> TASK TO CARRY OUT: Find the lines below holding the word "OneOrMany" and copy each of them.

> DATA FOR THE TASK:

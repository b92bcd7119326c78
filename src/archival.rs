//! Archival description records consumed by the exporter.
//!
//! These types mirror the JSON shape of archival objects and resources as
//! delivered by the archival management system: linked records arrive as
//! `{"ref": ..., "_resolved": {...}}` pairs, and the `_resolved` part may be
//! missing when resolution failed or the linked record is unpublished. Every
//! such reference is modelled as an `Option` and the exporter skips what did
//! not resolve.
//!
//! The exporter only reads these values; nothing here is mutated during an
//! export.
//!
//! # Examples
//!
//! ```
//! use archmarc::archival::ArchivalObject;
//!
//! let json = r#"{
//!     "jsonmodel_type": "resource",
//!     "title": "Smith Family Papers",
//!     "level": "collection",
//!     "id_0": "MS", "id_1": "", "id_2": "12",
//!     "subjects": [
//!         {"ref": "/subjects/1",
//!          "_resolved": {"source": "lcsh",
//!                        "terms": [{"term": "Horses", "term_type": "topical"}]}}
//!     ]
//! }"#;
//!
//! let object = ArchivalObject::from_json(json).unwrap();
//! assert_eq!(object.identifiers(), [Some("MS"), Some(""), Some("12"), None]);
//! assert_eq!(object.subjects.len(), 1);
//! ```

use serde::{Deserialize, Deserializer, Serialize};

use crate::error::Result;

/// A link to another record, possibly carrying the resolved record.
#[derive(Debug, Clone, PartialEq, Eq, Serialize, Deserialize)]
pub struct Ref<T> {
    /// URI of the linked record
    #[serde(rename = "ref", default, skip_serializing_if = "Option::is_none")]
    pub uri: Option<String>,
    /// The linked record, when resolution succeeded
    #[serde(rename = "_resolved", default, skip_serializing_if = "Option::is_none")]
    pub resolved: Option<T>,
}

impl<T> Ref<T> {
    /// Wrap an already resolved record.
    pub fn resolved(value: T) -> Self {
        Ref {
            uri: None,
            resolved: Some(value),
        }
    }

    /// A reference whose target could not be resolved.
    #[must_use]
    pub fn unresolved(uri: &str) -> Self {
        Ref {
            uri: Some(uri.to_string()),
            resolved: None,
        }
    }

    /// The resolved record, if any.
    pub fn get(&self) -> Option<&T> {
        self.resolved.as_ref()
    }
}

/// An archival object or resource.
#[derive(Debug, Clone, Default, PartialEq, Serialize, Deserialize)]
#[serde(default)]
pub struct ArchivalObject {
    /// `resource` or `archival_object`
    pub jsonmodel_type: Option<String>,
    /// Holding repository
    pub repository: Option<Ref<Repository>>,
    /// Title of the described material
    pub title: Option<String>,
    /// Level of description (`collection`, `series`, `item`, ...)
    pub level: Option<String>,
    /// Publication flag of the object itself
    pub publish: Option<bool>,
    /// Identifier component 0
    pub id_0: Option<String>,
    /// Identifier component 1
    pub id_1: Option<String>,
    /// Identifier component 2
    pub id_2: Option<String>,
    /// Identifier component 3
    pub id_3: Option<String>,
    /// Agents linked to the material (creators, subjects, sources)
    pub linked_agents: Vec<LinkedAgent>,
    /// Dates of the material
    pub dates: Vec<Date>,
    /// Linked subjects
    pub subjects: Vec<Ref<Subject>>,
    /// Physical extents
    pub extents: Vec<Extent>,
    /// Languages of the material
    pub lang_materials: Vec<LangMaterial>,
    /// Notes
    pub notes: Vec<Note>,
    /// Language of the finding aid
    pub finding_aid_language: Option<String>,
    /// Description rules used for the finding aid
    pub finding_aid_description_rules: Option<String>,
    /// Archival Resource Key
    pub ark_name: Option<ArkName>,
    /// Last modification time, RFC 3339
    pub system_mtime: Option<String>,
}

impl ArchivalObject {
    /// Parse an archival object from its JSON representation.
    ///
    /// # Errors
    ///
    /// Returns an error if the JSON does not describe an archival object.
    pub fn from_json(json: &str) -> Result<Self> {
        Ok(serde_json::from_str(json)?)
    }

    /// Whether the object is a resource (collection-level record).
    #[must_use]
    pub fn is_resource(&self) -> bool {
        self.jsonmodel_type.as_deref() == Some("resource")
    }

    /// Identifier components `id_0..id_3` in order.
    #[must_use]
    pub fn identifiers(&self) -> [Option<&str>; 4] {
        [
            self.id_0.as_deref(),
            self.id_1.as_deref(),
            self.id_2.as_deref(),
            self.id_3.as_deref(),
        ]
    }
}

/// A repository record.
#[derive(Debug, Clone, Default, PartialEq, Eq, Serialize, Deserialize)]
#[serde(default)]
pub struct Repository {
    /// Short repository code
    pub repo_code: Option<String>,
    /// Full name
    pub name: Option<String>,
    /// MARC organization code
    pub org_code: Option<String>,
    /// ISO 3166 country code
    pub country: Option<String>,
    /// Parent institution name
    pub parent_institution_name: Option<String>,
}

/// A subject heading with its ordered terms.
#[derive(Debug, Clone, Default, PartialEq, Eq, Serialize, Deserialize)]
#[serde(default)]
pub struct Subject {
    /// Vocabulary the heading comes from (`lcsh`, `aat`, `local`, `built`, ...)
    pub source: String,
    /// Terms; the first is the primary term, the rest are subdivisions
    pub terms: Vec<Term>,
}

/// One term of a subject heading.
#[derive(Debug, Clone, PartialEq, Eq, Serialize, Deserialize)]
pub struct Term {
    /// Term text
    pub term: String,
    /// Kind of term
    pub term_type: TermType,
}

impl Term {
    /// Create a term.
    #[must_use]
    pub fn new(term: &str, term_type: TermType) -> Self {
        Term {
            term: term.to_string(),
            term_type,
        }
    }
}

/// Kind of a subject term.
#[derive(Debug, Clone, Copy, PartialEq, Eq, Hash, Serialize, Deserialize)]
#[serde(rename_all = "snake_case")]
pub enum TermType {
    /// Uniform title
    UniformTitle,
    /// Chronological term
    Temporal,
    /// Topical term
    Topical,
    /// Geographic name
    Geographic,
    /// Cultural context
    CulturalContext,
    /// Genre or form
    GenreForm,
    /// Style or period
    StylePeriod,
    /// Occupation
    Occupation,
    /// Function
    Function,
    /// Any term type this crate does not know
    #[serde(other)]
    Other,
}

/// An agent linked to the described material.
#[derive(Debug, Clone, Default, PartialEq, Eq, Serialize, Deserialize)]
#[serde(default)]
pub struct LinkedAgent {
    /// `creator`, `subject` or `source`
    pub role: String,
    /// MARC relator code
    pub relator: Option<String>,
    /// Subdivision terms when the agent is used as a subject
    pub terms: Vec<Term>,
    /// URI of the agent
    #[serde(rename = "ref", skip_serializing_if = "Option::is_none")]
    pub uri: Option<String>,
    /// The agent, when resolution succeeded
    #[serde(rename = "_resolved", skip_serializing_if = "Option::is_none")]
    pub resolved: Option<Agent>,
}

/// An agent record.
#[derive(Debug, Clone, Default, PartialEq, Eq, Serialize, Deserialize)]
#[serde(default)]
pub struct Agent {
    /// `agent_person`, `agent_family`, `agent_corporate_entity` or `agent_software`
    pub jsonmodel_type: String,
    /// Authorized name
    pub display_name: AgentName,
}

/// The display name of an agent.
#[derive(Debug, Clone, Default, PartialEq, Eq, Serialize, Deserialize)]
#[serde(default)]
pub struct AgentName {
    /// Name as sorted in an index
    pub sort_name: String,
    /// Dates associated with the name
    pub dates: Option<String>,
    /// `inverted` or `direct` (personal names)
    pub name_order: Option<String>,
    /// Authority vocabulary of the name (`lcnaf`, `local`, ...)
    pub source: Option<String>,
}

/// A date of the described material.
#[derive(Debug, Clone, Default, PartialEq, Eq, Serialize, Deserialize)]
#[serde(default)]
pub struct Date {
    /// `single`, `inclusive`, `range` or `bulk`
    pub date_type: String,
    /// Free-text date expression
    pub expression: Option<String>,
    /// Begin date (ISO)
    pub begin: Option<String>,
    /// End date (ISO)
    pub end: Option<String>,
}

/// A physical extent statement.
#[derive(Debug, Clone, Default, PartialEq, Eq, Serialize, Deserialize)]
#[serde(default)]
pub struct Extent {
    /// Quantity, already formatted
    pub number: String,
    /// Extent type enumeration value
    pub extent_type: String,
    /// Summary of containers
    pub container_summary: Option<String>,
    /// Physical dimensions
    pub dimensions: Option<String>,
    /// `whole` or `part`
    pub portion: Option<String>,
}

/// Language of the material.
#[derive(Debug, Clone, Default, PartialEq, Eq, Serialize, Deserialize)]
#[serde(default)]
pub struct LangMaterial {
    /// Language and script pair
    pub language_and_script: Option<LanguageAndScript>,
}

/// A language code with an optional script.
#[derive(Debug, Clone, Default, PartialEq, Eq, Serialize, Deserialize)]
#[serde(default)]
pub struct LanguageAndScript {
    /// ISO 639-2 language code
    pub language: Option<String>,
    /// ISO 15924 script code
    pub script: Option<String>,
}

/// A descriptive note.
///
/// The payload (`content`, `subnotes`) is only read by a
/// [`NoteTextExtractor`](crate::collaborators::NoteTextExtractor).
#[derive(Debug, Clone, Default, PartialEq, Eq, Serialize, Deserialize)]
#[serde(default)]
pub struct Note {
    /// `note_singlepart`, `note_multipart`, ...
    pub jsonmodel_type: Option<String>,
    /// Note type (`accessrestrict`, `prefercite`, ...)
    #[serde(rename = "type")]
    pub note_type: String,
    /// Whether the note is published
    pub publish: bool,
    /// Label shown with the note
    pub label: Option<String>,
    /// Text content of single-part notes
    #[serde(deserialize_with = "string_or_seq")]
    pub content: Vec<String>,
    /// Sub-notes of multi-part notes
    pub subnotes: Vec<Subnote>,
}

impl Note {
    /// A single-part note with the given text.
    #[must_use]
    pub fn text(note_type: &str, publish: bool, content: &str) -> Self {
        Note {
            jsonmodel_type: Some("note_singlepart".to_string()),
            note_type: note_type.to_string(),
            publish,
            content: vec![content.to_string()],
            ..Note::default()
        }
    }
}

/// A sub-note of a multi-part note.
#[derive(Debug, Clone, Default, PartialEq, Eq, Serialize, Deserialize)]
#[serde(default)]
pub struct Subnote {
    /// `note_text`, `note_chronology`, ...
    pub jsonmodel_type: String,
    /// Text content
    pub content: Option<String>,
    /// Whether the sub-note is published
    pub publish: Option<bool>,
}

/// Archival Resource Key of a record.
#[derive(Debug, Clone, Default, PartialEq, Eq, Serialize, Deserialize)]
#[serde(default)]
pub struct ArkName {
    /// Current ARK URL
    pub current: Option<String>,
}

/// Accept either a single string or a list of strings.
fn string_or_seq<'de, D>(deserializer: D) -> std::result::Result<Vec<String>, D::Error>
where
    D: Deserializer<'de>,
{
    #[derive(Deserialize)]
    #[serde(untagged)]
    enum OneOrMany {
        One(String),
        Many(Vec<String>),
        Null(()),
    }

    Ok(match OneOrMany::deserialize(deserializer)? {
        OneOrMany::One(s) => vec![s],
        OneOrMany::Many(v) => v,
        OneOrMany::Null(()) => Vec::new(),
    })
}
* * *
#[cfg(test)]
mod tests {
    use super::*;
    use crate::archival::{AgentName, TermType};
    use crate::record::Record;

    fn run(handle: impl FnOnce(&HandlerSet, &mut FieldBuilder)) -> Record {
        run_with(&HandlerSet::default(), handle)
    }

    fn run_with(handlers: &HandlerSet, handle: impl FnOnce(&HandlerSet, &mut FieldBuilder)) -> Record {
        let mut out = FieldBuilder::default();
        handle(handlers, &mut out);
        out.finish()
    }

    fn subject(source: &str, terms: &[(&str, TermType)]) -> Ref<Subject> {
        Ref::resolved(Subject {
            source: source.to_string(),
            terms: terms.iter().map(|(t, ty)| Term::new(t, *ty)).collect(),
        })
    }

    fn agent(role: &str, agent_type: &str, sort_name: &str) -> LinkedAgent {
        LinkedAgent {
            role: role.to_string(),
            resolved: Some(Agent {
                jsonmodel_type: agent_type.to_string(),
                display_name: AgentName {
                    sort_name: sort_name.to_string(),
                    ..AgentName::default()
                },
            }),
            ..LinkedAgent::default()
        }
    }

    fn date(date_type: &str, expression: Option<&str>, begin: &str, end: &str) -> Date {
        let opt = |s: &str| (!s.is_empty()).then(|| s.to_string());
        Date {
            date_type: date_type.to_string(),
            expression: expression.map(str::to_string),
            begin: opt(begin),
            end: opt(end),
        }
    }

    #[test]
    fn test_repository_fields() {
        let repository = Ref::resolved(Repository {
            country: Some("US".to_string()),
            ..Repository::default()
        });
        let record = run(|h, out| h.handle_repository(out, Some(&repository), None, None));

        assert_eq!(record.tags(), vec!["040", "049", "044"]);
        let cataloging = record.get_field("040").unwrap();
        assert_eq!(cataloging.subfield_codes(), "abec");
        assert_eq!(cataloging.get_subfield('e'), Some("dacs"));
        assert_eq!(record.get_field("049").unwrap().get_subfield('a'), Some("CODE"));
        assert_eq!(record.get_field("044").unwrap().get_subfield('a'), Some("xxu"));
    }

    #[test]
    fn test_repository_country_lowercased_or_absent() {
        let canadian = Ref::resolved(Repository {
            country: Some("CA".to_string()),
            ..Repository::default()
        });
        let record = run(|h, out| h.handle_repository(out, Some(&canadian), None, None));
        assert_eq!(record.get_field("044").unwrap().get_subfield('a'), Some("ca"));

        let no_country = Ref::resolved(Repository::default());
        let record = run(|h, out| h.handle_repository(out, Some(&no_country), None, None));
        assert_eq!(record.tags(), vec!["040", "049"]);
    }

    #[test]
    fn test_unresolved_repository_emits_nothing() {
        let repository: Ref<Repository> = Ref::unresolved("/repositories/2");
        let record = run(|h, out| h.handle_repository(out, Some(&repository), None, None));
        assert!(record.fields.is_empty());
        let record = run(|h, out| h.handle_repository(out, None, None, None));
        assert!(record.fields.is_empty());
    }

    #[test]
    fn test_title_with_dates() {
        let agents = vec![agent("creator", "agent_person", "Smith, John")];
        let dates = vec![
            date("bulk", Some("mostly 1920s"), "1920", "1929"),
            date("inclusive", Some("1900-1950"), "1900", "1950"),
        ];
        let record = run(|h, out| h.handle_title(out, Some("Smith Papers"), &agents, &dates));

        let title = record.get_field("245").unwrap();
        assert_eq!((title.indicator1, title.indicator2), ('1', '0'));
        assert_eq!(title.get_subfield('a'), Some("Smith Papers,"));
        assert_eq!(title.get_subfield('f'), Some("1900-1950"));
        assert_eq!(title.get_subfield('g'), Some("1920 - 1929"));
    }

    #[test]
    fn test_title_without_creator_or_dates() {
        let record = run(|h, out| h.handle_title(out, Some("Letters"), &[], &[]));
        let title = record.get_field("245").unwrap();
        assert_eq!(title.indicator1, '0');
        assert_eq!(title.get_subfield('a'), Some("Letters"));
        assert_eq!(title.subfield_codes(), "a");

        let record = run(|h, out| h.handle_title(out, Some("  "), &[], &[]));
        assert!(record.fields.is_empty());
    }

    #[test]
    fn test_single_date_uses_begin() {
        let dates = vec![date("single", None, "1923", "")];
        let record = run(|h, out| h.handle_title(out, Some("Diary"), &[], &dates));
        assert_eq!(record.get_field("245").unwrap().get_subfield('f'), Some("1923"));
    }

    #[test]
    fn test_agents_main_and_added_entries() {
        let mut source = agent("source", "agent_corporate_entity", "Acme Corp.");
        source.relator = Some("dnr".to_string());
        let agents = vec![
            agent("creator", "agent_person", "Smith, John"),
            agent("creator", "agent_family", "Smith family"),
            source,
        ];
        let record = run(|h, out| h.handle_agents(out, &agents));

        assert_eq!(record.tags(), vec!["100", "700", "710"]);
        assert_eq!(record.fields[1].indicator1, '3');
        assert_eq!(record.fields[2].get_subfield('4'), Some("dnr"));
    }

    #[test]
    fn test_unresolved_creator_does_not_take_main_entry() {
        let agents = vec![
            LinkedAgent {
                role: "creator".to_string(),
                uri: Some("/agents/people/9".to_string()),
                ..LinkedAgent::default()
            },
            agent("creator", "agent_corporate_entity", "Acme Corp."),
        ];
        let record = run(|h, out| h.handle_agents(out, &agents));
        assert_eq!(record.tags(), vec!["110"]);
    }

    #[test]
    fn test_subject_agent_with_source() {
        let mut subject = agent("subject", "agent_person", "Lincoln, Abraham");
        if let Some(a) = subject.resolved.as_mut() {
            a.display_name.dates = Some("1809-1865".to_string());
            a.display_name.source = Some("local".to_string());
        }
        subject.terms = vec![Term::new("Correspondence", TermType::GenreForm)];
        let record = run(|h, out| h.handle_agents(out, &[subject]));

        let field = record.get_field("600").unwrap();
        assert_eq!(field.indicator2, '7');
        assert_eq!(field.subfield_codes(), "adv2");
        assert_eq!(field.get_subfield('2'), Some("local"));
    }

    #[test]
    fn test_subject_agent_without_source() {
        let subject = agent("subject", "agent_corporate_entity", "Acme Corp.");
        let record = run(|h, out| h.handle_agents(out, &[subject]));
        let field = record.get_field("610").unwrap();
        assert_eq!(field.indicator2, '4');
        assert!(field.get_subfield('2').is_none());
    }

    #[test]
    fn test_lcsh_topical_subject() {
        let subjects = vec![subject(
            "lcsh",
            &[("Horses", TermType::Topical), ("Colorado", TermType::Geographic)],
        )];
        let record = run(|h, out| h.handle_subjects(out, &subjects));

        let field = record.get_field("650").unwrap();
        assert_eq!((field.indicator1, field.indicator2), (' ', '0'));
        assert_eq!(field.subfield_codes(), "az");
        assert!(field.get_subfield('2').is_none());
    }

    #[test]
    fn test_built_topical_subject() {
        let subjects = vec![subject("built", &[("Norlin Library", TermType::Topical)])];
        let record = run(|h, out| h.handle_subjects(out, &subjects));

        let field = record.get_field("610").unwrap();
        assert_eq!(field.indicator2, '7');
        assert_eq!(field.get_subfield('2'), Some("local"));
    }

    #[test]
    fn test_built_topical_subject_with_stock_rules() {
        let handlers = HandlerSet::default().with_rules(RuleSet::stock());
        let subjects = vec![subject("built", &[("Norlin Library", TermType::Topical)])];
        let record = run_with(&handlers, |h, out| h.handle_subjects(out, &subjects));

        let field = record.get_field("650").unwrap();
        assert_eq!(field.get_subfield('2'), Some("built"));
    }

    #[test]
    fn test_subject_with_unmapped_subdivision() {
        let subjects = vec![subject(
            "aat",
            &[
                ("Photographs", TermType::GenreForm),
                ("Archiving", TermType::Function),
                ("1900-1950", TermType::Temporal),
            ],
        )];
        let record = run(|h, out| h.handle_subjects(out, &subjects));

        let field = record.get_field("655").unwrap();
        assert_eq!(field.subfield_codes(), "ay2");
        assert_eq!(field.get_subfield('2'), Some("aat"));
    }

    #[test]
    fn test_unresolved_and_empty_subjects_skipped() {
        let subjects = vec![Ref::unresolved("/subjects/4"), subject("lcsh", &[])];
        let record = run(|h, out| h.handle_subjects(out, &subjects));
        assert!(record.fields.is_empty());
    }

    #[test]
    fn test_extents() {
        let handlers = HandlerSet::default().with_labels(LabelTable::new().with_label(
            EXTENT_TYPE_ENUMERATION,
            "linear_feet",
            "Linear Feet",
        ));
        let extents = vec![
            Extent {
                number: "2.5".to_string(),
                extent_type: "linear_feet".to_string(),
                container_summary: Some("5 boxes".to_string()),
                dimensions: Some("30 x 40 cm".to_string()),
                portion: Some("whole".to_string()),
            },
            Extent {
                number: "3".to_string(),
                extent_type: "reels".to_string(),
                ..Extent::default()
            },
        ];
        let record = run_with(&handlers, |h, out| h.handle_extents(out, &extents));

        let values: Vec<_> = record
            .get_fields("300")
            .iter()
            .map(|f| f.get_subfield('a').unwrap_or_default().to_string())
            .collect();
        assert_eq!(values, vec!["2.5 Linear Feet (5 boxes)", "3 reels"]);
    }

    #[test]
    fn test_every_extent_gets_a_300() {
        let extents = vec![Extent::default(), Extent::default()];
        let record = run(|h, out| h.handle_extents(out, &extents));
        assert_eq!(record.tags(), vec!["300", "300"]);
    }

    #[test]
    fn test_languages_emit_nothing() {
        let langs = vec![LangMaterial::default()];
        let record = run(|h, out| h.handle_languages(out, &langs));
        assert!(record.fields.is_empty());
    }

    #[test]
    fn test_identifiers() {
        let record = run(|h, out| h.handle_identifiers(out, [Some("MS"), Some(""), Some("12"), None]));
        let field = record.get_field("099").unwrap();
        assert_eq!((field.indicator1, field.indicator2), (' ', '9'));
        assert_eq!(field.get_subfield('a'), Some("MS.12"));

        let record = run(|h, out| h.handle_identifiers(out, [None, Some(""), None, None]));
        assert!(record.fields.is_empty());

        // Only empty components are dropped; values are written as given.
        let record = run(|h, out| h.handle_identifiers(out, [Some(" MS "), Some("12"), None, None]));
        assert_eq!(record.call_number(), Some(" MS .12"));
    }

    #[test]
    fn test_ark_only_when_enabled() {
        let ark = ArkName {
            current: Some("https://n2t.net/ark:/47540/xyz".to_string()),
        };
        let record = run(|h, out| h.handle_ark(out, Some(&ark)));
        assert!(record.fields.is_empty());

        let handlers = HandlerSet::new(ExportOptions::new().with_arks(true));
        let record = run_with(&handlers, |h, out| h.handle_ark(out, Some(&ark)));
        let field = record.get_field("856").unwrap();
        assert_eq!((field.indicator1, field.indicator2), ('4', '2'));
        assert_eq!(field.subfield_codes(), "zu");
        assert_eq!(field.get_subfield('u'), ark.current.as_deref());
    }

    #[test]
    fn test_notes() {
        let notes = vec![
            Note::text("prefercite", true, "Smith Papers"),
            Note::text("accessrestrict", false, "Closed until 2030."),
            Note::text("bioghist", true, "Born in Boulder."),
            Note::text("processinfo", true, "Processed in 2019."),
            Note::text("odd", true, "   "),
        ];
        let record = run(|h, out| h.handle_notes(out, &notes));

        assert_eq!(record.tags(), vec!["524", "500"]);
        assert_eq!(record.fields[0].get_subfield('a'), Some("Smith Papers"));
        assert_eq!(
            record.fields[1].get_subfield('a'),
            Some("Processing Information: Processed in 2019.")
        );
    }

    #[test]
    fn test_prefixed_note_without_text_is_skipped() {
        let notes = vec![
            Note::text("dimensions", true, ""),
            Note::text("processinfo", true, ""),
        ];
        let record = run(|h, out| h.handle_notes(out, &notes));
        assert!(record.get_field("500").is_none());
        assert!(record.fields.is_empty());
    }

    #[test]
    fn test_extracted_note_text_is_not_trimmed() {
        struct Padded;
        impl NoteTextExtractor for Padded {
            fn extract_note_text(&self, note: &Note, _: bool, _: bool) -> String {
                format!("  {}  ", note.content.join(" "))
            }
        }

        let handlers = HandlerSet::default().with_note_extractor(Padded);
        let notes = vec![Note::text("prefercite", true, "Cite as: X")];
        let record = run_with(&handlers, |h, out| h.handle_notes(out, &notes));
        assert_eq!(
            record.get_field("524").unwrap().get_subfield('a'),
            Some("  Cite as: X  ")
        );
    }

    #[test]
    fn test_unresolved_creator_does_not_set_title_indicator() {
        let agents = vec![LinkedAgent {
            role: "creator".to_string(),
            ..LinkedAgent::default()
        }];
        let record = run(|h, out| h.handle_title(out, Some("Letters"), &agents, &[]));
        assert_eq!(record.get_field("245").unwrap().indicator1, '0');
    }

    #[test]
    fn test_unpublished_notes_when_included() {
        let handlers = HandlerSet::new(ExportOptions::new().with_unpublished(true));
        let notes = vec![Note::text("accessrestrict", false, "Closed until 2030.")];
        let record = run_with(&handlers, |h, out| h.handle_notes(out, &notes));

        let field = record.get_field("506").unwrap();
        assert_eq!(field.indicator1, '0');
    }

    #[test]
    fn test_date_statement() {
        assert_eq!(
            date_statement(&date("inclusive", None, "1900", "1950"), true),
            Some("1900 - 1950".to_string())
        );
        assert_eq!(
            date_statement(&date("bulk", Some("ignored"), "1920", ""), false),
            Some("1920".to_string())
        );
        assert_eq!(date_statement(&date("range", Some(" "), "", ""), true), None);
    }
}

> ANSWER SECTION:
    enum OneOrMany {
    Ok(match OneOrMany::deserialize(deserializer)? {
        OneOrMany::One(s) => vec![s],
        OneOrMany::Many(v) => v,
        OneOrMany::Null(()) => Vec::new(),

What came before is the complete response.